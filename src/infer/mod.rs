//! Ad-hoc type inference from natural-language parameter descriptions.
//!
//! The inferencer is an ordered list of [`InferenceRule`]s; the first rule
//! that produces a type wins. Inference is purely textual and deterministic.

pub mod rules;
pub mod vocabulary;

use crate::core::ir::{IntermediateRepr, ParamVal};
use once_cell::sync::Lazy;
use tracing::trace;

/// Unconstrained type marker returned when no rule matches
pub const ANY: &str = "Any";

/// Description and parameter name a rule looks at
#[derive(Debug, Clone, PartialEq, Eq)]
pub struct Phrase {
    pub text: String,
    pub name: String,
}

impl Phrase {
    pub fn new(text: &str, name: &str) -> Self {
        Self {
            text: text.trim().to_string(),
            name: name.to_string(),
        }
    }
}

/// One phrase template
#[derive(Debug, Clone, Copy)]
pub struct InferenceRule {
    pub name: &'static str,
    pub apply: fn(&Phrase) -> Option<String>,
}

impl InferenceRule {
    pub const fn new(name: &'static str, apply: fn(&Phrase) -> Option<String>) -> Self {
        Self { name, apply }
    }
}

#[derive(Debug, Clone)]
pub struct TypeInferencer {
    rules: Vec<InferenceRule>,
}

impl Default for TypeInferencer {
    fn default() -> Self {
        Self {
            rules: rules::default_rules(),
        }
    }
}

impl TypeInferencer {
    /// Inferencer with no rules; everything infers to [`ANY`]
    pub fn empty() -> Self {
        Self { rules: Vec::new() }
    }

    /// Append a rule after the existing ones
    pub fn with_rule(mut self, rule: InferenceRule) -> Self {
        self.rules.push(rule);
        self
    }

    pub fn rules(&self) -> &[InferenceRule] {
        &self.rules
    }

    /// Type from the first matching rule, if any
    pub fn infer_opt(&self, description: &str, name: &str) -> Option<String> {
        let phrase = Phrase::new(description, name);
        self.rules.iter().find_map(|rule| {
            let typ = (rule.apply)(&phrase)?;
            trace!(rule = rule.name, name, typ = %typ, "Inferred type");
            Some(typ)
        })
    }

    /// Type from the first matching rule, or [`ANY`]
    pub fn infer(&self, description: &str, name: &str) -> String {
        self.infer_opt(description, name)
            .unwrap_or_else(|| ANY.to_string())
    }
}

static DEFAULT_INFERENCER: Lazy<TypeInferencer> = Lazy::new(TypeInferencer::default);

/// Infer a type string from a description using the default rules
pub fn infer(description: &str, name: &str) -> String {
    DEFAULT_INFERENCER.infer(description, name)
}

/// Inferred type alongside the unchanged description
pub fn parse_adhoc_doc_for_typ(description: &str, name: &str) -> (String, String) {
    (infer(description, name), description.to_string())
}

/// Fill absent `typ` values from literal defaults, then from descriptions.
///
/// Explicit types are never overwritten and [`ANY`] is never written.
pub fn fill_missing_types(ir: &mut IntermediateRepr) {
    fill_missing_types_with(&DEFAULT_INFERENCER, ir);
}

pub fn fill_missing_types_with(inferencer: &TypeInferencer, ir: &mut IntermediateRepr) {
    for (name, param) in ir.params.iter_mut() {
        fill_param(inferencer, name, param);
    }
    if let Some(returns) = ir.returns.as_mut() {
        fill_param(inferencer, "", returns);
    }
}

fn fill_param(inferencer: &TypeInferencer, name: &str, param: &mut ParamVal) {
    if param.typ.is_some() {
        return;
    }
    param.typ = param
        .default
        .as_ref()
        .and_then(|default| default.type_name())
        .map(str::to_string)
        .or_else(|| {
            param
                .doc
                .as_deref()
                .and_then(|doc| inferencer.infer_opt(doc, name))
        });
}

*TASK TO COMPLETE:*
Report each line in the data that holds the word "IntermediateRepr".

*EXERCISE RESULT:*
use crate::core::ir::{IntermediateRepr, ParamVal};
pub fn fill_missing_types(ir: &mut IntermediateRepr) {
pub fn fill_missing_types_with(inferencer: &TypeInferencer, ir: &mut IntermediateRepr) {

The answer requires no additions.